Dataset entries
┌──

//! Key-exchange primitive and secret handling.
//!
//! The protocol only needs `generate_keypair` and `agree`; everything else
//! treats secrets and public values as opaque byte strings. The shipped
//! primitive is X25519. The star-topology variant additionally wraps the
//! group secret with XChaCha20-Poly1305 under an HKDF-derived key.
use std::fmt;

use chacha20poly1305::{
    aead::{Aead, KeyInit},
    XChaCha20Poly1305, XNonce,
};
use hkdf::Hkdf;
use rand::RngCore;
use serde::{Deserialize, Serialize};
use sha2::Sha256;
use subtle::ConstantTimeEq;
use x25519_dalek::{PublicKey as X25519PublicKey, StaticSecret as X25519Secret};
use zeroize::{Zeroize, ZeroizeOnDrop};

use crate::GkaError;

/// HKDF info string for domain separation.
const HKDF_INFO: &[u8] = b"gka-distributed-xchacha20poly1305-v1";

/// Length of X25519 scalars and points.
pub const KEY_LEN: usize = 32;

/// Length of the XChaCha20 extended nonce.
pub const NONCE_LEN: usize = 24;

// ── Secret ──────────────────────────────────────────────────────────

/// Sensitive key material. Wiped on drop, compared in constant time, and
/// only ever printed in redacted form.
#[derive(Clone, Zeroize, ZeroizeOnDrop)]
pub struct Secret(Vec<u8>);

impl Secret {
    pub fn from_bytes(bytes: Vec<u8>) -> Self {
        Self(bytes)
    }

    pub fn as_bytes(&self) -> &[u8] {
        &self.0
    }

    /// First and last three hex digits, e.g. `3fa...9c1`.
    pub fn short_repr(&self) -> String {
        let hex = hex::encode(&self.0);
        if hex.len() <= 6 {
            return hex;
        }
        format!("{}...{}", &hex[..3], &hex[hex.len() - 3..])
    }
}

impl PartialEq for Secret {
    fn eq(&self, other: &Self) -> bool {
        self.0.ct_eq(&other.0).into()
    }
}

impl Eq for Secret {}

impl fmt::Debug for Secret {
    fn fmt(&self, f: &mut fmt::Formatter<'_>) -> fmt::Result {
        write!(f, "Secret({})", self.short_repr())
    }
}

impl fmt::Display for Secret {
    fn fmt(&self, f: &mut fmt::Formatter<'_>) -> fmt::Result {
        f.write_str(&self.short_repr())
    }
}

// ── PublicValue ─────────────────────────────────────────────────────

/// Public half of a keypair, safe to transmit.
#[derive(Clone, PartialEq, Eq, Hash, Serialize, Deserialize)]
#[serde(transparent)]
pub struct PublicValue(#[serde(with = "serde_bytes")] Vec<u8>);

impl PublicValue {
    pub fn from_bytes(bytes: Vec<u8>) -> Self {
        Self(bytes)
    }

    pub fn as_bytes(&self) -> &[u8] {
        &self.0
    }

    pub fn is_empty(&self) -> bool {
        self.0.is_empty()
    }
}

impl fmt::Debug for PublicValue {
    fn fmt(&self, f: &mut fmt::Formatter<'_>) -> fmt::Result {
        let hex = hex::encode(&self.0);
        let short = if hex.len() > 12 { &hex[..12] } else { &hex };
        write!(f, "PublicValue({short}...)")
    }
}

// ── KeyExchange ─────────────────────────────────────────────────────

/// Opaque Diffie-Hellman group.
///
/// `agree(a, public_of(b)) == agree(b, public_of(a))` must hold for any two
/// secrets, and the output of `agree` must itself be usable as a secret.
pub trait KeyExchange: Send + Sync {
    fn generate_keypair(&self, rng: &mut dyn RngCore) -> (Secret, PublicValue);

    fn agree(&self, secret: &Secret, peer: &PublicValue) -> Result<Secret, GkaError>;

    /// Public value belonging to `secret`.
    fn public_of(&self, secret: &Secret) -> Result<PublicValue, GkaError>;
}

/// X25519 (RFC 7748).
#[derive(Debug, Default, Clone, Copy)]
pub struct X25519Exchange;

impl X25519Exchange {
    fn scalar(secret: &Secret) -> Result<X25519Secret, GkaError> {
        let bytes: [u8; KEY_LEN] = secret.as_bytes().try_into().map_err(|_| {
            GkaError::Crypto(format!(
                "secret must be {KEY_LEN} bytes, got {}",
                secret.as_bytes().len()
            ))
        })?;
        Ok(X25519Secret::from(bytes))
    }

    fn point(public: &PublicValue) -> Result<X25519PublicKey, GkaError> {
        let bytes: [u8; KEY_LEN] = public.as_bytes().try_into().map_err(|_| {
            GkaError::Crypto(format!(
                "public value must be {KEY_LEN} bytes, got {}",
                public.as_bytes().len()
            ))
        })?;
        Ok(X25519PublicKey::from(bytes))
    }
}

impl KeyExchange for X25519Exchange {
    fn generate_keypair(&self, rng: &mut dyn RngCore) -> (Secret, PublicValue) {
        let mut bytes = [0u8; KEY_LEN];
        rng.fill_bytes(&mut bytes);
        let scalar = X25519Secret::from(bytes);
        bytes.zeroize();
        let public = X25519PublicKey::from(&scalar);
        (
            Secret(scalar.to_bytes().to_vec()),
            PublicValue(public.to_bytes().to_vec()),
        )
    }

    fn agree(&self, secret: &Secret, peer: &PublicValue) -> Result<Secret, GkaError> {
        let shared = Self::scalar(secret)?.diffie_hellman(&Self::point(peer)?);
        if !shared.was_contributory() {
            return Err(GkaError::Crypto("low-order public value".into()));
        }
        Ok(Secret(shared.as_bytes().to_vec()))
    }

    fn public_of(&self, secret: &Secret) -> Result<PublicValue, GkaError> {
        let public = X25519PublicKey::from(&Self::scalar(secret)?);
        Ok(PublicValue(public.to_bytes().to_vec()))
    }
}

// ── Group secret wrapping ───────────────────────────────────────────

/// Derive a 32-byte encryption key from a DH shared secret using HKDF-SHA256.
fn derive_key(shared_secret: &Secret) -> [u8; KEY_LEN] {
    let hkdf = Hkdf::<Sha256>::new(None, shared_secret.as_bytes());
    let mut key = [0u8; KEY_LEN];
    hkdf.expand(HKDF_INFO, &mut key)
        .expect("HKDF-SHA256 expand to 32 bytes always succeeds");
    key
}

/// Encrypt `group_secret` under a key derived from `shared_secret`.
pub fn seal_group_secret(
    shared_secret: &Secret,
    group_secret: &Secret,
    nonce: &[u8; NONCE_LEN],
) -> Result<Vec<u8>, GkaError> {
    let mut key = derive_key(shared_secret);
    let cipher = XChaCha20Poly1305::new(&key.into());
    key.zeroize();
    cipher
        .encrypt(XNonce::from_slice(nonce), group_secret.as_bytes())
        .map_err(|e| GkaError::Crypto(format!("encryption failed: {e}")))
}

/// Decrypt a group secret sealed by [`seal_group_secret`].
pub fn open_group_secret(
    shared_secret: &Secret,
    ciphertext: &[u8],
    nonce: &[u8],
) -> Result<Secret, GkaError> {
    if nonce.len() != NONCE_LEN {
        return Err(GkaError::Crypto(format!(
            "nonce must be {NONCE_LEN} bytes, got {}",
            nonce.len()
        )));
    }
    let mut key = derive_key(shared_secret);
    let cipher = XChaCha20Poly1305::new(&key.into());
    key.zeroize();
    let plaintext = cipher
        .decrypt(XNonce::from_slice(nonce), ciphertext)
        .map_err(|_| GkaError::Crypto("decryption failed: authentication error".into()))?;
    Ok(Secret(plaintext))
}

└──
┌──

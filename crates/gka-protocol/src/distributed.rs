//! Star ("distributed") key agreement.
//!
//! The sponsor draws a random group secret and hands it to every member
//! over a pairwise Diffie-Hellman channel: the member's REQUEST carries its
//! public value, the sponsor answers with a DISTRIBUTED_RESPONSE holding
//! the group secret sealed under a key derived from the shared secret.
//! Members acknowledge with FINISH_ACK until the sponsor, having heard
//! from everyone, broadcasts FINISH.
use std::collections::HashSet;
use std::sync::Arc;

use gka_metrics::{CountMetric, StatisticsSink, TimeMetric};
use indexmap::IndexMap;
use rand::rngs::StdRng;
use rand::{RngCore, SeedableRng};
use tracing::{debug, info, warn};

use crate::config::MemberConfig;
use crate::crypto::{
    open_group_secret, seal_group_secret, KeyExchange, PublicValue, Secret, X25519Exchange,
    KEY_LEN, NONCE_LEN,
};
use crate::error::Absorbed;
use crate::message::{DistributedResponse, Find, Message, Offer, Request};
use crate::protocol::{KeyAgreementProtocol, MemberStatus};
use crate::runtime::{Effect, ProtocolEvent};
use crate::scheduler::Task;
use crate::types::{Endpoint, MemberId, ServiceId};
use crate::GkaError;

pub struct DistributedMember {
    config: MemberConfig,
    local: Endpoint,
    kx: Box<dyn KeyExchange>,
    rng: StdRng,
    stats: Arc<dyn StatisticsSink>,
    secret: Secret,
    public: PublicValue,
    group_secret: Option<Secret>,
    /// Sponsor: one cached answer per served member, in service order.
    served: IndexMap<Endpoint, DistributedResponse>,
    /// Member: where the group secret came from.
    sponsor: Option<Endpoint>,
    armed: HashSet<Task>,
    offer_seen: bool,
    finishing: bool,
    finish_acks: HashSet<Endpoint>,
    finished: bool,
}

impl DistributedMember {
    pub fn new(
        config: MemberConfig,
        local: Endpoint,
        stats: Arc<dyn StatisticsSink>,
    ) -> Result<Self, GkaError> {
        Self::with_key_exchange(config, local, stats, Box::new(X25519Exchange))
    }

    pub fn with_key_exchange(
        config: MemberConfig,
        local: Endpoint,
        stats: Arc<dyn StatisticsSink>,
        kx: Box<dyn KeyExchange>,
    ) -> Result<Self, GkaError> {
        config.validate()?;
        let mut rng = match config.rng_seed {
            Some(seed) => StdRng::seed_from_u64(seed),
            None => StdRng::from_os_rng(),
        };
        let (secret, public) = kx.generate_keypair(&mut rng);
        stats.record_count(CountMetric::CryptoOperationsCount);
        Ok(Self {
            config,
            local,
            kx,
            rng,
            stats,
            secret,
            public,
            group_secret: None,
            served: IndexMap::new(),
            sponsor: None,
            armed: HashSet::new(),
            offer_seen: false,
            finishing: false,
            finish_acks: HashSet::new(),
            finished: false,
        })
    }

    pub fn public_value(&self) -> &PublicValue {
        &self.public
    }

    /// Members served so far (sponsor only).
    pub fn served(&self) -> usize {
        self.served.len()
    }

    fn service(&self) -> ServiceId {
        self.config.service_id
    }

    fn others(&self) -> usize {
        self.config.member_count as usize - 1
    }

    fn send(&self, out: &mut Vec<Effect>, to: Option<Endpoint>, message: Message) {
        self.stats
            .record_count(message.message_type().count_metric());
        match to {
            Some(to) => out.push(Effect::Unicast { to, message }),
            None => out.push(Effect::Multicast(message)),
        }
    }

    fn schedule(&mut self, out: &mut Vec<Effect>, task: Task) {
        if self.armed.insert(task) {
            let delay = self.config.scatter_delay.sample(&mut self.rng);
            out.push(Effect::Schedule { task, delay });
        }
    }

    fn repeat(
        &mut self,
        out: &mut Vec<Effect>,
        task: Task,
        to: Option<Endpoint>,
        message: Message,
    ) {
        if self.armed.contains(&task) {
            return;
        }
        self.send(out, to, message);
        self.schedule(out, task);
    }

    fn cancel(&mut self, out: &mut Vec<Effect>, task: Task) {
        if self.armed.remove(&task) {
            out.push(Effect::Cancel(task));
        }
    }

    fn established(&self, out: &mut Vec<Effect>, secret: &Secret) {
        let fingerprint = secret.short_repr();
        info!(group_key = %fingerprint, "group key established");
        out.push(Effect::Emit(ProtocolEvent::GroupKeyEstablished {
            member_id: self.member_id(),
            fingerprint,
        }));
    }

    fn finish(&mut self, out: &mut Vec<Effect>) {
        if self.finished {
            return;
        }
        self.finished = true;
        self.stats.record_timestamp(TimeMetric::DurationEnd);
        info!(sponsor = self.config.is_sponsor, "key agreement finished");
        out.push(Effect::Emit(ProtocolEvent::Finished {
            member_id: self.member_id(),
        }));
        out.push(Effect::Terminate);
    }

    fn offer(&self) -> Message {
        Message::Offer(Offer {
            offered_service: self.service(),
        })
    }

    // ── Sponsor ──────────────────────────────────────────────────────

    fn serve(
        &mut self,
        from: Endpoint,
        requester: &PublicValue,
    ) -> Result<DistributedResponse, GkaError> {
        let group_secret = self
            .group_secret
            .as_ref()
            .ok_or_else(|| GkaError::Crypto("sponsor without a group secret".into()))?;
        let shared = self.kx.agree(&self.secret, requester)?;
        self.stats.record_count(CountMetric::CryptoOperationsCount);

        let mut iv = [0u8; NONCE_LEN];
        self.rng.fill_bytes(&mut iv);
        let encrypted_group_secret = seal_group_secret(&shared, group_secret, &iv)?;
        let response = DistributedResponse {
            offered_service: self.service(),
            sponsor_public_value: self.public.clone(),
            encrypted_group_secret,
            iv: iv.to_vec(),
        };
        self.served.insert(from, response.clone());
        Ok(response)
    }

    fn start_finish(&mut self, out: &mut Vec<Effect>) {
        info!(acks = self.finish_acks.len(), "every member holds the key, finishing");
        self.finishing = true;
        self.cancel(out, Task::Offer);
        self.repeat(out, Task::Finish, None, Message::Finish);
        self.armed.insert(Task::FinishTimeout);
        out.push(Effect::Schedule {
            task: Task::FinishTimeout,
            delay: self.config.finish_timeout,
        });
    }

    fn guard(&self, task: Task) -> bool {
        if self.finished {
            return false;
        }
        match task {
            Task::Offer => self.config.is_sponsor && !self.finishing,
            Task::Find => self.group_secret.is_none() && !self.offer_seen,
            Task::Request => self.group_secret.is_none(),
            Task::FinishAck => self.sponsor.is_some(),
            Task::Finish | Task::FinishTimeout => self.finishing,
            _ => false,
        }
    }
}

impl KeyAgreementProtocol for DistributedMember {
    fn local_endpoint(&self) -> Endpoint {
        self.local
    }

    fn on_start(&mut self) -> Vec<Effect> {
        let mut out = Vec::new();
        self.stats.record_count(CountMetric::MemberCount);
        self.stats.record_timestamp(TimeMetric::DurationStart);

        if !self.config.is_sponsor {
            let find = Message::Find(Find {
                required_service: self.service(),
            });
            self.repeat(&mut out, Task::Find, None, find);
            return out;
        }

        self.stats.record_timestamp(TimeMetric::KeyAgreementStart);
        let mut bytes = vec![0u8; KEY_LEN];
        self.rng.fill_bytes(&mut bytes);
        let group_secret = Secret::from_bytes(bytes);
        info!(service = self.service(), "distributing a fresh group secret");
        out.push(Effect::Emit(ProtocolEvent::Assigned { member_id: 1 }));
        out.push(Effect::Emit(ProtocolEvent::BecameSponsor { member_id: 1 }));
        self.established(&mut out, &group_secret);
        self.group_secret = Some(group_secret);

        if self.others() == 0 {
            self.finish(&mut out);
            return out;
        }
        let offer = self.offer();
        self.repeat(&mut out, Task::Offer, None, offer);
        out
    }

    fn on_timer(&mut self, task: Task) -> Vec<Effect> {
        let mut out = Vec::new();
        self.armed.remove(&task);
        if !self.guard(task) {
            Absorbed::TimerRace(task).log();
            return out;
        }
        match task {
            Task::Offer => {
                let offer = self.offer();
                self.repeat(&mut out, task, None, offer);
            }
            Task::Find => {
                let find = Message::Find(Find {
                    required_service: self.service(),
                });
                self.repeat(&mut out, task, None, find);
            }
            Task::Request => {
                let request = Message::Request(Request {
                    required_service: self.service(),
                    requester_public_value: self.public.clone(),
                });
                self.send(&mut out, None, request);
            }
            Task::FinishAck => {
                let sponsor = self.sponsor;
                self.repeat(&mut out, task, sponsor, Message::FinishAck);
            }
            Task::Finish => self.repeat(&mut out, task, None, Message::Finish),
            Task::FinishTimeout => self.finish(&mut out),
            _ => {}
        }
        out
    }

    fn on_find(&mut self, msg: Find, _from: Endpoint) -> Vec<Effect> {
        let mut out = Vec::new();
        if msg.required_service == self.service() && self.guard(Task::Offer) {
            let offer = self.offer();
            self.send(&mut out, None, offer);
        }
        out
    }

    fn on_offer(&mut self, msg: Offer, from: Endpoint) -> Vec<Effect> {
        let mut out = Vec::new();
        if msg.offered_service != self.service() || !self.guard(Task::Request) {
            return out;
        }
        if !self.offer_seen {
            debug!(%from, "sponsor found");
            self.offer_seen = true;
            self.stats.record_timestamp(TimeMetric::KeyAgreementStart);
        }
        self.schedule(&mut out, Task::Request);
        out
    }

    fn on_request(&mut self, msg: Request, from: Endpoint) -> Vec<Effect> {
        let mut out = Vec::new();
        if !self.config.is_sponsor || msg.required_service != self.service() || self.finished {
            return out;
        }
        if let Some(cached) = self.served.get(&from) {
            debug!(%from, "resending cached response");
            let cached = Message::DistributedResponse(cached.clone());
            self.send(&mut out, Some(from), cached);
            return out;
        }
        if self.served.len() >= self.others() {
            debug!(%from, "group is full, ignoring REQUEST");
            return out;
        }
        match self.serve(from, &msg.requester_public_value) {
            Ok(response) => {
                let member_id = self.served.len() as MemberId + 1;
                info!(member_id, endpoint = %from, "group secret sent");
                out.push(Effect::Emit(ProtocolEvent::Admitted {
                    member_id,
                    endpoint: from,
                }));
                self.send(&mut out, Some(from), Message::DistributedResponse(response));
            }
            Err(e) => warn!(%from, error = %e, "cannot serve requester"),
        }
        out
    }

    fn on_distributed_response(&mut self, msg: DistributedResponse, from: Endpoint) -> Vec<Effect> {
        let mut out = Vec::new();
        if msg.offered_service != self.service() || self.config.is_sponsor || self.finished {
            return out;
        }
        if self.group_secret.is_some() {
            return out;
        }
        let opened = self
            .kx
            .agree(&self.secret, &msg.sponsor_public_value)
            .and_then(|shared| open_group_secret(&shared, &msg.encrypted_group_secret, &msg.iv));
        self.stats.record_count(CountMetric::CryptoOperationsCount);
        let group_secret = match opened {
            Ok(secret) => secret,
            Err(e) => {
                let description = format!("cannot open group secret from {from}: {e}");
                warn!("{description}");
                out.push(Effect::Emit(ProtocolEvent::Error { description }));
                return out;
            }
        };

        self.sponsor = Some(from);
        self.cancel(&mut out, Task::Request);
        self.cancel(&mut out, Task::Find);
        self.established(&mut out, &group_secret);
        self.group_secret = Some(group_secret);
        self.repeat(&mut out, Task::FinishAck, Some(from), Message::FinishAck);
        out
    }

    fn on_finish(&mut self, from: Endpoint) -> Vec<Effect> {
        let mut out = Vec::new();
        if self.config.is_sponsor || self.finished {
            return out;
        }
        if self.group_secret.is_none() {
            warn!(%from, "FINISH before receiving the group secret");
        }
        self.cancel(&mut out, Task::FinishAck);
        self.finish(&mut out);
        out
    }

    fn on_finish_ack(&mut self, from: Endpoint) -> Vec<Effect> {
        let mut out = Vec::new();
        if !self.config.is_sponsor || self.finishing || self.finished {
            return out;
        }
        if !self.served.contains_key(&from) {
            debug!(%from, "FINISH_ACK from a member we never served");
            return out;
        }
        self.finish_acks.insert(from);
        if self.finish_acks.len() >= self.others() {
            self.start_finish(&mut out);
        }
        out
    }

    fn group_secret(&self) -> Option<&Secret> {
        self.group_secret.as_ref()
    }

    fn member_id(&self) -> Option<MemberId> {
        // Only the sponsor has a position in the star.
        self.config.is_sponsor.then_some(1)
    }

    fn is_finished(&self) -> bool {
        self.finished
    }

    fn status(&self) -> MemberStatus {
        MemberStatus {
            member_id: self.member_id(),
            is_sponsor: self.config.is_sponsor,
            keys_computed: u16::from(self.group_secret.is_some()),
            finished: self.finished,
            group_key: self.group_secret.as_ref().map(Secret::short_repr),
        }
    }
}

└──
┌──

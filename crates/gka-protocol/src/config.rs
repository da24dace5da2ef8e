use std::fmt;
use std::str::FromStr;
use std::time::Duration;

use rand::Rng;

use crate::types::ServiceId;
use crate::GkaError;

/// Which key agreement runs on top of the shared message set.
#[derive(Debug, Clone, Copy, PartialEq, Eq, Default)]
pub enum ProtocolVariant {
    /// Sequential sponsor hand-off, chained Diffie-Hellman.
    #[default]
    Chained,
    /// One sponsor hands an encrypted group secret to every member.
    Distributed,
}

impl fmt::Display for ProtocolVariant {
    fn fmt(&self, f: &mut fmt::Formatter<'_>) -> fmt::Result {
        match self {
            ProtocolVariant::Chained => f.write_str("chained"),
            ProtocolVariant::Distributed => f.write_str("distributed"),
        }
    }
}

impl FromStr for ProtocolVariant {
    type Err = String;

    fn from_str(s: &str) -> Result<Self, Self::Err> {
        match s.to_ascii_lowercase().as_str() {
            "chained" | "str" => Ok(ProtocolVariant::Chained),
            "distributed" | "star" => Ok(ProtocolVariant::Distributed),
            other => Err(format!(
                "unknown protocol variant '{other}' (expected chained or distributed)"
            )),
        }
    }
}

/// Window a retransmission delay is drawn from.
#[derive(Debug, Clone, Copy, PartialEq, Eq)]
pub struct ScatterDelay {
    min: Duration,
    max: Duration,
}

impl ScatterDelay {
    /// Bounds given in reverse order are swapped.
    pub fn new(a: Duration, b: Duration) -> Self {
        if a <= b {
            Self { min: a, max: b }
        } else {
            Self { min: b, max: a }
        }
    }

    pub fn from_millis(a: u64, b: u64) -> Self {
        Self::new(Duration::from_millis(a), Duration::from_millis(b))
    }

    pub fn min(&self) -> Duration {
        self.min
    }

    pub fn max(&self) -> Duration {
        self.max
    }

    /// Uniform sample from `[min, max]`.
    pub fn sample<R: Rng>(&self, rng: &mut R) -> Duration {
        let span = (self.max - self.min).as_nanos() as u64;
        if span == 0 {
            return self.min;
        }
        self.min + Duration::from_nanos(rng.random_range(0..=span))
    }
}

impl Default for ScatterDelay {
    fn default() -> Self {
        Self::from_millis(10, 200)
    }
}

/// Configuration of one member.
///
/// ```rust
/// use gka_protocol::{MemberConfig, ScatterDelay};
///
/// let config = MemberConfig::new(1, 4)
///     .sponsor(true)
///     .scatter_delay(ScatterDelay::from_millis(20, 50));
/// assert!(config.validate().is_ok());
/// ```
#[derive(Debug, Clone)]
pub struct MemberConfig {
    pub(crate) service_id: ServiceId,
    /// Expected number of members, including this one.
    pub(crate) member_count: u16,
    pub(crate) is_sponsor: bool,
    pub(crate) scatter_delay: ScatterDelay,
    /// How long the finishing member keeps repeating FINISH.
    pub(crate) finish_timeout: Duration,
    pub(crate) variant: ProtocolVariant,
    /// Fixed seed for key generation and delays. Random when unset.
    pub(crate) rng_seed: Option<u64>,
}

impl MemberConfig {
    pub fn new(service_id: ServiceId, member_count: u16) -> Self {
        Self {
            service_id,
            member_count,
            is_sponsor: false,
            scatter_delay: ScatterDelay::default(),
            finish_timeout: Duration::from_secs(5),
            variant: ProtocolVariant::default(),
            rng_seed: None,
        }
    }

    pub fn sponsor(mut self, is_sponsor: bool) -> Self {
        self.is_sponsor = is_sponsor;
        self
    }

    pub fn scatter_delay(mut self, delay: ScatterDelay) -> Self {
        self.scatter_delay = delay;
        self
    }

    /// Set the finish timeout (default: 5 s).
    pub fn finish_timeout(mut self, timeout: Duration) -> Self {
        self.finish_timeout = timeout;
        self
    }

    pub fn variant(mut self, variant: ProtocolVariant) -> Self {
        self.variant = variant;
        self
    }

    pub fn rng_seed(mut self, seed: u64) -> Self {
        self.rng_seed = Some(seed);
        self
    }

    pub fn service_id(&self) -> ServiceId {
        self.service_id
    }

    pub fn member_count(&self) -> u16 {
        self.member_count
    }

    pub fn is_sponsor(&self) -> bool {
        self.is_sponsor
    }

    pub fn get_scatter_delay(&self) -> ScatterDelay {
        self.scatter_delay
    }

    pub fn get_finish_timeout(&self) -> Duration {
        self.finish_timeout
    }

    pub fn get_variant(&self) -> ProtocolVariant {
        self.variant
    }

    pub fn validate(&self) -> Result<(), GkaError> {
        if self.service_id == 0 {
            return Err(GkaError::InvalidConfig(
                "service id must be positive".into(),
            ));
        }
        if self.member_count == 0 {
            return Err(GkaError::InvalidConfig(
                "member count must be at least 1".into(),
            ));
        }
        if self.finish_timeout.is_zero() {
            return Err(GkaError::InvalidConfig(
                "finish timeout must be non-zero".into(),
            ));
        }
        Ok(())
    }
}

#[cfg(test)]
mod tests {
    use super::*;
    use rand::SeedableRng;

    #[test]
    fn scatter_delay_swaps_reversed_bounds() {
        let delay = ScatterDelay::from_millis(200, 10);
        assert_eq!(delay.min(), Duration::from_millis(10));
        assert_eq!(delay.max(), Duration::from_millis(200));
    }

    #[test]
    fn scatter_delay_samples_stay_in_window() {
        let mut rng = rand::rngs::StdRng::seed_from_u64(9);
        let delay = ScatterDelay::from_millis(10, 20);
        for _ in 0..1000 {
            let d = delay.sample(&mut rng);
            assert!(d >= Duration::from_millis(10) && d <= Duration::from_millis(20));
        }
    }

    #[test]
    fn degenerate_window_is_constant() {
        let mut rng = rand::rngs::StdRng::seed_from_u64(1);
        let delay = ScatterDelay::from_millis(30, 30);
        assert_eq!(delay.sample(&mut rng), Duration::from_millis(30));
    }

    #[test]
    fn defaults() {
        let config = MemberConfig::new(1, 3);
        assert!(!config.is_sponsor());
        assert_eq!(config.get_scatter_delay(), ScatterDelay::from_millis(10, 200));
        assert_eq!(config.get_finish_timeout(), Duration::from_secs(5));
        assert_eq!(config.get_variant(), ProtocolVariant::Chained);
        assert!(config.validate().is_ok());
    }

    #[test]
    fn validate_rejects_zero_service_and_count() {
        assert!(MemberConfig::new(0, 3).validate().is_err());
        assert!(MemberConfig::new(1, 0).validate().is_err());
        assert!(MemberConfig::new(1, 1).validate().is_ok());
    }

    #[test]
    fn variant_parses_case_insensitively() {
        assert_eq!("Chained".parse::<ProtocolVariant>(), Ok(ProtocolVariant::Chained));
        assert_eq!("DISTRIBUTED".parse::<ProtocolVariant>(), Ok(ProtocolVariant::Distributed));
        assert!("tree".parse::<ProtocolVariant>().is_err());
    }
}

└──

• [EXERCISE OBJECTIVE]:
The answer must consist of every line from the entries above that contains "primitive".

• [SOLUTION]:
//! Key-exchange primitive and secret handling.
//! primitive is X25519. The star-topology variant additionally wraps the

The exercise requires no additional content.